== Materials provided ==

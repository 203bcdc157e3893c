// Copyright 2024-Present Datadog, Inc. https://www.datadoghq.com/
// SPDX-License-Identifier: Apache-2.0

#![cfg(unix)]

//! The singleton crash handler and the at-most-once crash pipeline.
//!
//! The handler is reachable from signal context, so it lives behind an
//! `AtomicPtr` rather than a mutex: always either null or `Box::into_raw`.
//! If the process crashes while a report is in flight, the box is simply
//! leaked; a crashed process has no use for its heap.
//!
//! Host callbacks run with the internal state lock released, so a prepare
//! stage callback may still call `add_file`/`add_property` to amend the
//! report that is about to ship.

use super::fault::{
    AssertionInfo, CallbackAction, CallbackInfo, CallbackStage, CrashCallback, FaultDescriptor,
    FaultKind,
};
use super::hooks::{self, HookError, HookInstaller};
use super::last_error;
use crate::launcher::{
    launch_reporter, terminate, LaunchError, PreparedLaunch, SyncFifo,
};
use crate::shared::configuration::{CrashConfiguration, HookMask};
use crate::shared::constants::sync_fifo_path;
use crate::transfer::{
    AssertionRecord, FaultSummary, FileFlags, RecordSeed, RegisteredFile, TransferError,
    TransferWriter,
};
use crate::handler::MachineContext;
use nix::sys::signal::{self, SigHandler, Signal};
use std::cell::Cell;
use std::collections::BTreeMap;
use std::panic::PanicHookInfo;
use std::path::{Path, PathBuf};
use std::ptr;
use std::sync::atomic::Ordering::SeqCst;
use std::sync::atomic::{AtomicPtr, AtomicU64};
use std::sync::{Mutex, MutexGuard, PoisonError};
use thiserror::Error;

// Always either null_mut or Box::into_raw; see module docs.
static HANDLER: AtomicPtr<CrashHandler> = AtomicPtr::new(ptr::null_mut());

#[derive(Debug, Error)]
pub enum CrashError {
    #[error("A crash handler is already installed in this process")]
    AlreadyInstalled,
    #[error("No crash handler is installed in this process")]
    NotInstalled,
    #[error("Invalid configuration: {0}")]
    InvalidConfiguration(String),
    #[error("Report cancelled by the host callback")]
    Cancelled,
    #[error("The crash pipeline is already running on this thread")]
    Reentrant,
    #[error("A file is already registered under the destination name {0:?}")]
    DuplicateDestination(String),
    #[error("Invalid path: {0:?}")]
    InvalidPath(PathBuf),
    #[error("Property names cannot be empty")]
    InvalidPropertyName,
    #[error("Registered file does not exist: {0:?}")]
    MissingFile(PathBuf),
    #[error("{0} thread(s) still hold per-thread hook registrations")]
    PerThreadHandlersRemain(usize),
    #[error(transparent)]
    Hook(#[from] HookError),
    #[error(transparent)]
    Transfer(#[from] TransferError),
    #[error(transparent)]
    Launch(#[from] LaunchError),
    #[error(transparent)]
    Io(#[from] std::io::Error),
}
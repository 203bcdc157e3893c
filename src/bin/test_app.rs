// Copyright 2024-Present Datadog, Inc. https://www.datadoghq.com/
// SPDX-License-Identifier: Apache-2.0

//! Crash-under-test binary for the subprocess integration tests: installs
//! the handler against a given output directory and reporter, then triggers
//! the requested fault.  For fatal categories this process never returns
//! from `emulate_crash_code`.

#[cfg(not(unix))]
fn main() {}

#[cfg(unix)]
fn main() -> anyhow::Result<()> {
    use anyhow::Context;
    use std::path::PathBuf;
    use std::time::Duration;

    use crashtrap::{CrashConfiguration, DumpVerbosity, HookMask};

    let mut args = std::env::args().skip(1);
    let usage = "usage: crashtrap-test-app <fault-code> <output-dir> <reporter-path>";
    let fault_code: i32 = args.next().context(usage)?.parse().context(usage)?;
    let output_dir = PathBuf::from(args.next().context(usage)?);
    let reporter_path = PathBuf::from(args.next().context(usage)?);

    let config = CrashConfiguration::new(
        "crashtrap-test-app",
        "0.0.1",
        Some(reporter_path),
        None,
        Some(output_dir),
        DumpVerbosity::default(),
        HookMask::ALL,
        None,
        Some(Duration::from_secs(10)),
        true,
        false,
    )?;
    crashtrap::install(config)?;
    crashtrap::add_property("test.fault-code", &fault_code.to_string())?;
    crashtrap::emulate_crash_code(fault_code);
    // Only non-fatal or unknown codes reach this point.
    Ok(())
}
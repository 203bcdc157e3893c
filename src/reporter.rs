// Copyright 2024-Present Datadog, Inc. https://www.datadoghq.com/
// SPDX-License-Identifier: Apache-2.0

#![cfg(unix)]

//! The out-of-process side of the handoff: attaches to the transfer record,
//! collects the report into `<output_dir>/<crash_id>/`, then signals the
//! faulting process through the sync fifo.
//!
//! Runs in a freshly exec'd process with a healthy heap, so ordinary
//! filesystem and serialization code is fine here.

use crate::shared::constants::sync_fifo_path;
use crate::transfer::{FileFlags, TransferReader, TransferRecord};
use anyhow::Context;
use serde::Serialize;
use std::fs::OpenOptions;
use std::io::Write;
use std::os::unix::fs::OpenOptionsExt;
use std::path::{Path, PathBuf};

#[derive(Debug, Serialize)]
struct CollectedFile {
    name: String,
    source: PathBuf,
    description: String,
    copied: bool,
    missing: bool,
    #[serde(skip)]
    delete_after: bool,
}

/// The report manifest written as `crashdesc.json` next to the collected
/// files.
#[derive(Debug, Serialize)]
struct ReportManifest<'a> {
    generated_at: String,
    os: String,
    reporter_pid: u32,
    record: &'a TransferRecord,
    collected_files: &'a [CollectedFile],
}

/// Entry point of the reporter process.
///
/// The work that needs the faulting process alive (reading the shared
/// buffer, snapshotting volatile files) happens before the fifo is
/// signalled; anything that can run against a dead peer would go after.
pub fn reporter_entry_point(crash_id: &str, fifo_path: Option<&Path>) -> anyhow::Result<()> {
    let record = TransferReader::open(crash_id)
        .with_context(|| format!("failed to attach to the transfer record for {crash_id}"))?
        .read()
        .context("failed to read the transfer record")?;

    let report_dir = PathBuf::from(&record.output_dir).join(&record.crash_id);
    std::fs::create_dir_all(&report_dir)
        .with_context(|| format!("failed to create report directory {report_dir:?}"))?;

    let collected = collect_files(&record, &report_dir);

    let manifest = ReportManifest {
        generated_at: chrono::Utc::now().to_rfc3339(),
        os: os_info::get().to_string(),
        reporter_pid: std::process::id(),
        record: &record,
        collected_files: &collected,
    };
    let manifest_path = report_dir.join("crashdesc.json");
    let out = std::fs::File::create(&manifest_path)
        .with_context(|| format!("failed to create {manifest_path:?}"))?;
    serde_json::to_writer_pretty(out, &manifest).context("failed to write the manifest")?;

    let fifo = fifo_path
        .map(Path::to_path_buf)
        .unwrap_or_else(|| {
            sync_fifo_path(&PathBuf::from(&record.output_dir).join("logs"), crash_id)
        });
    signal_completion(&fifo);

    // The peer is no longer needed; delete-after-delivery runs last.
    for file in &collected {
        if file.delete_after {
            let _ = std::fs::remove_file(&file.source);
        }
    }
    Ok(())
}

/// Resolves every registered file (expanding search patterns against the
/// source directory) and snapshots the ones marked for copying.
fn collect_files(record: &TransferRecord, report_dir: &Path) -> Vec<CollectedFile> {
    let mut collected = Vec::new();
    for file in &record.files {
        let pattern = file
            .src_path
            .file_name()
            .and_then(|n| n.to_str())
            .unwrap_or_default();
        if pattern.contains(['*', '?']) {
            let parent = file.src_path.parent().unwrap_or(Path::new("."));
            let mut matched = false;
            if let Ok(entries) = std::fs::read_dir(parent) {
                for entry in entries.flatten() {
                    let name = entry.file_name();
                    let Some(name) = name.to_str() else { continue };
                    if !match_pattern(pattern, name) {
                        continue;
                    }
                    matched = true;
                    collected.push(snapshot(
                        &entry.path(),
                        name,
                        &file.description,
                        file.flags,
                        report_dir,
                    ));
                }
            }
            if !matched {
                collected.push(CollectedFile {
                    name: file.dst_name.clone(),
                    source: file.src_path.clone(),
                    description: file.description.clone(),
                    copied: false,
                    missing: true,
                    delete_after: false,
                });
            }
        } else {
            collected.push(snapshot(
                &file.src_path,
                &file.dst_name,
                &file.description,
                file.flags,
                report_dir,
            ));
        }
    }
    collected
}

fn snapshot(
    source: &Path,
    dst_name: &str,
    description: &str,
    flags: FileFlags,
    report_dir: &Path,
) -> CollectedFile {
    let missing = !source.exists();
    let copied = !missing
        && flags.contains(FileFlags::MAKE_COPY)
        && std::fs::copy(source, report_dir.join(dst_name)).is_ok();
    CollectedFile {
        name: dst_name.to_string(),
        source: source.to_path_buf(),
        description: description.to_string(),
        copied,
        missing,
        delete_after: copied && flags.contains(FileFlags::ALLOW_DELETE),
    }
}

/// Minimal `*`/`?` matching against one path component.
fn match_pattern(pattern: &str, name: &str) -> bool {
    let pattern: Vec<char> = pattern.chars().collect();
    let name: Vec<char> = name.chars().collect();
    // Iterative backtracking over the last-seen star.
    let (mut p, mut n) = (0usize, 0usize);
    let (mut star, mut star_n) = (None::<usize>, 0usize);
    while n < name.len() {
        if p < pattern.len() && (pattern[p] == '?' || pattern[p] == name[n]) {
            p += 1;
            n += 1;
        } else if p < pattern.len() && pattern[p] == '*' {
            star = Some(p);
            star_n = n;
            p += 1;
        } else if let Some(sp) = star {
            p = sp + 1;
            star_n += 1;
            n = star_n;
        } else {
            return false;
        }
    }
    pattern[p..].iter().all(|&c| c == '*')
}

/// Writes the one-byte completion signal.  A faulting process that gave up
/// waiting (or died) leaves no reader; that is not the reporter's failure.
fn signal_completion(fifo: &Path) {
    let file = OpenOptions::new()
        .write(true)
        .custom_flags(libc::O_NONBLOCK)
        .open(fifo);
    if let Ok(mut file) = file {
        let _ = file.write_all(&[1]);
    }
}

#[cfg(test)]
mod tests {
    use super::*;
    use crate::launcher::{SyncFifo, TimeoutManager};
    use crate::shared::configuration::DumpVerbosity;
    use crate::transfer::{RecordSeed, RegisteredFile, TransferWriter};
    use std::time::Duration;

    #[test]
    fn test_match_pattern() {
        assert!(match_pattern("*.log", "app.log"));
        assert!(match_pattern("app.?og", "app.log"));
        assert!(match_pattern("*", "anything"));
        assert!(match_pattern("a*b*c", "aXXbYYc"));
        assert!(!match_pattern("*.log", "app.txt"));
        assert!(!match_pattern("app.?og", "app.og"));
        assert!(match_pattern("", ""));
        assert!(!match_pattern("", "x"));
    }

    #[test]
    fn test_end_to_end_collection() {
        let dir = tempfile::tempdir().unwrap();
        let output_dir = dir.path().join("dump");
        let logs_dir = output_dir.join("logs");
        std::fs::create_dir_all(&logs_dir).unwrap();

        let log_path = dir.path().join("session.log");
        std::fs::write(&log_path, b"line one\n").unwrap();
        std::fs::write(dir.path().join("a.trace"), b"t1").unwrap();
        std::fs::write(dir.path().join("b.trace"), b"t2").unwrap();

        let crash_id = uuid::Uuid::new_v4().to_string();
        let seed = RecordSeed {
            crash_id: crash_id.clone(),
            app_name: "collector-test".into(),
            app_version: "9.9".into(),
            image_path: "/usr/bin/collector-test".into(),
            output_dir: output_dir.to_string_lossy().into_owned(),
            server_url: None,
            symbol_helper_path: None,
            dump_verbosity: DumpVerbosity::Normal,
            process_id: std::process::id(),
        };
        let mut writer = TransferWriter::begin(&seed).unwrap();
        writer
            .pack_file_item(&RegisteredFile {
                src_path: log_path.clone(),
                dst_name: "session.log".into(),
                description: "session log".into(),
                flags: FileFlags::MAKE_COPY,
            })
            .unwrap();
        writer
            .pack_file_item(&RegisteredFile {
                src_path: dir.path().join("*.trace"),
                dst_name: "traces".into(),
                description: "trace files".into(),
                flags: FileFlags::MAKE_COPY,
            })
            .unwrap();
        writer
            .pack_file_item(&RegisteredFile {
                src_path: dir.path().join("absent.dat"),
                dst_name: "absent.dat".into(),
                description: String::new(),
                flags: FileFlags::MISSING_FILE_OK,
            })
            .unwrap();
        writer.pack_property("stage", "test").unwrap();
        writer.mark_crashed();

        let fifo_path = sync_fifo_path(&logs_dir, &crash_id);
        let fifo = SyncFifo::create(&fifo_path).unwrap();

        reporter_entry_point(&crash_id, Some(&fifo_path)).unwrap();

        // The completion signal arrived.
        let manager = TimeoutManager::new(Duration::from_secs(5));
        assert!(fifo.wait_signalled(&manager).unwrap());

        let report_dir = output_dir.join(&crash_id);
        assert!(report_dir.join("session.log").is_file());
        assert!(report_dir.join("a.trace").is_file());
        assert!(report_dir.join("b.trace").is_file());
        assert!(!report_dir.join("absent.dat").exists());

        let manifest: serde_json::Value =
            serde_json::from_reader(std::fs::File::open(report_dir.join("crashdesc.json")).unwrap())
                .unwrap();
        assert_eq!(manifest["record"]["app_name"], "collector-test");
        assert_eq!(manifest["record"]["properties"]["stage"], "test");
        assert_eq!(manifest["record"]["crashed"], true);
        let collected = manifest["collected_files"].as_array().unwrap();
        assert!(collected
            .iter()
            .any(|f| f["name"] == "absent.dat" && f["missing"] == true));
    }

    #[test]
    fn test_signal_completion_without_reader_is_quiet() {
        let dir = tempfile::tempdir().unwrap();
        // Not even a fifo; must not panic or block.
        signal_completion(&dir.path().join("nothing.sync"));
    }
}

===

Begin at the first line of the records above and quote every line verbatim through the one that contains "use std::panic::PanicHookInfo;".

repository 203bcdc157e3893c
// Copyright 2024-Present Datadog, Inc. https://www.datadoghq.com/
// SPDX-License-Identifier: Apache-2.0

#![cfg(unix)]

//! The singleton crash handler and the at-most-once crash pipeline.
//!
//! The handler is reachable from signal context, so it lives behind an
//! `AtomicPtr` rather than a mutex: always either null or `Box::into_raw`.
//! If the process crashes while a report is in flight, the box is simply
//! leaked; a crashed process has no use for its heap.
//!
//! Host callbacks run with the internal state lock released, so a prepare
//! stage callback may still call `add_file`/`add_property` to amend the
//! report that is about to ship.

use super::fault::{
    AssertionInfo, CallbackAction, CallbackInfo, CallbackStage, CrashCallback, FaultDescriptor,
    FaultKind,
};
use super::hooks::{self, HookError, HookInstaller};
use super::last_error;
use crate::launcher::{
    launch_reporter, terminate, LaunchError, PreparedLaunch, SyncFifo,
};
use crate::shared::configuration::{CrashConfiguration, HookMask};
use crate::shared::constants::sync_fifo_path;
use crate::transfer::{
    AssertionRecord, FaultSummary, FileFlags, RecordSeed, RegisteredFile, TransferError,
    TransferWriter,
};
use crate::handler::MachineContext;
use nix::sys::signal::{self, SigHandler, Signal};
use std::cell::Cell;
use std::collections::BTreeMap;
use std::panic::PanicHookInfo;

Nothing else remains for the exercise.